Тёплые капли танцуют в пыли.

Падают полчищем стрелы косые

В гати, в горелые пни и хвою.

Это земля моя, это Россия,

Я нараспашку у речки стою.

(«Заросли. Заросли. Хмель и крапива…»)


Да за такие-то строки все нынешние книжные развалы отдать не жалко!

Первое стихотворение Виктор Боков опубликовал в 1930 году в подмосковной загорской газете «Вперёд», и это было начало большого творческого пути. Конечно, вначале в его стихах ещё чувствовалось влияние таких поэтов, как Кольцов, Некрасов, Клюев, Есенин, Исаковский. Но чем дальше, тем явственней проступал в его поэзии свой стиль и неподражаемый язык. В Литературном институте им. А.М. Горького он был однокурсником Константина Симонова и Михаила Матусовского. А в 1941 году Боков получил рекомендации для вступления в Союз писателей от таких корифеев, как Борис Пастернак, Валентин Катаев, Андрей Платонов. На следующий же год Виктор был призван в действующую армию, но именно в это время судьба преподнесла ему первый большой «сюрприз».

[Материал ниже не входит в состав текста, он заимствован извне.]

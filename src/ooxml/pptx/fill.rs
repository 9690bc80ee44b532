//! Shape fill and outline support.
//!
//! DrawingML writes these inside `p:spPr`, after the geometry: the fill first,
//! then `a:ln`.

use crate::common::RGBColor;
use crate::common::unit::Emu;

/// A gradient stop (position and color).
#[derive(Debug, Clone, Copy, PartialEq)]
pub struct GradientStop {
    /// Position from 0.0 to 1.0
    pub position: f64,
    pub color: RGBColor,
}

impl GradientStop {
    pub fn new(position: f64, color: RGBColor) -> Self {
        Self { position, color }
    }
}

/// Fill of an auto shape.
#[derive(Debug, Clone, PartialEq)]
pub enum ShapeFill {
    /// No fill element; the shape style decides.
    None,
    /// Solid color fill
    Solid(RGBColor),
    /// Linear gradient fill
    LinearGradient {
        /// Gradient angle in degrees, clockwise from left-to-right (90 runs top to bottom)
        angle_deg: f64,
        stops: Vec<GradientStop>,
    },
}

impl ShapeFill {
    /// Create a solid fill.
    ///
    /// # Examples
    ///
    /// ```rust
    /// use chartdeck::common::RGBColor;
    /// use chartdeck::ooxml::pptx::ShapeFill;
    ///
    /// let fill = ShapeFill::solid(RGBColor::new(0x0F, 0x1E, 0x32));
    /// assert_eq!(fill, ShapeFill::Solid(RGBColor::from_hex("0F1E32").unwrap()));
    /// ```
    pub fn solid(color: RGBColor) -> Self {
        ShapeFill::Solid(color)
    }

    /// Create a linear gradient fill.
    pub fn linear_gradient(angle_deg: f64, stops: Vec<GradientStop>) -> Self {
        ShapeFill::LinearGradient { angle_deg, stops }
    }

    pub(crate) fn write_xml(&self, xml: &mut String) {
        match self {
            ShapeFill::None => {},
            ShapeFill::Solid(color) => {
                xml.push_str("<a:solidFill><a:srgbClr val=\"");
                xml.push_str(&color.to_hex());
                xml.push_str("\"/></a:solidFill>");
            },
            ShapeFill::LinearGradient { angle_deg, stops } => {
                xml.push_str("<a:gradFill rotWithShape=\"1\">");
                xml.push_str("<a:gsLst>");
                for stop in stops {
                    let pos = (stop.position.clamp(0.0, 1.0) * 100000.0).round() as i32;
                    xml.push_str(&format!("<a:gs pos=\"{}\">", pos));
                    xml.push_str("<a:srgbClr val=\"");
                    xml.push_str(&stop.color.to_hex());
                    xml.push_str("\"/>");
                    xml.push_str("</a:gs>");
                }
                xml.push_str("</a:gsLst>");

                let ang_val = (angle_deg.rem_euclid(360.0) * 60000.0).round() as i64;
                xml.push_str(&format!("<a:lin ang=\"{}\" scaled=\"0\"/>", ang_val));
                xml.push_str("</a:gradFill>");
            },
        }
    }
}

/// Outline of an auto shape.
#[derive(Debug, Clone, Copy, PartialEq)]
pub enum LineStyle {
    /// Explicit `a:noFill`: the shape has no visible border.
    None,
    /// Solid outline with a width in EMU
    Solid { color: RGBColor, width: Emu },
}

impl LineStyle {
    pub(crate) fn write_xml(&self, xml: &mut String) {
        match self {
            LineStyle::None => xml.push_str("<a:ln><a:noFill/></a:ln>"),
            LineStyle::Solid { color, width } => {
                xml.push_str(&format!("<a:ln w=\"{}\">", width));
                xml.push_str("<a:solidFill><a:srgbClr val=\"");
                xml.push_str(&color.to_hex());
                xml.push_str("\"/></a:solidFill>");
                xml.push_str("</a:ln>");
            },
        }
    }
}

В августе 1942-го курсанта Бокова арестовали за «разговоры», что в те годы было явлением нередким. И не сломаться в сибирском лагере молодому горячему поэту помогли и своя поэзия, и письма, которые приходили к нему от старших собратьев по перу, в частности, от Андрея Платонова. Учитывая, что один из самобытнейших прозаиков России все эти годы находился на грани ареста, понятно, какой гражданской смелостью и душой надо было обладать, чтобы все пять лет вести переписку с Виктором Боковым, который признавался тогда: «Четыре года не имел ни одного разговора с творцами о творчестве. И это большое горе моё, и я глохну в глуши». И не случайно, выйдя из лагеря, Боков первым делом направился к Андрею Платонову, жившему в одной из служебных комнатёнок Литературного института им. Горького на Тверском бульваре, который до сих пор остаётся родным домом для всех выпускников, в том числе и для автора этих строк. Андрей Платонов был уже тяжело болен, но встал с постели, сердечно принял Бокова и первым услышал его лагерные стихи.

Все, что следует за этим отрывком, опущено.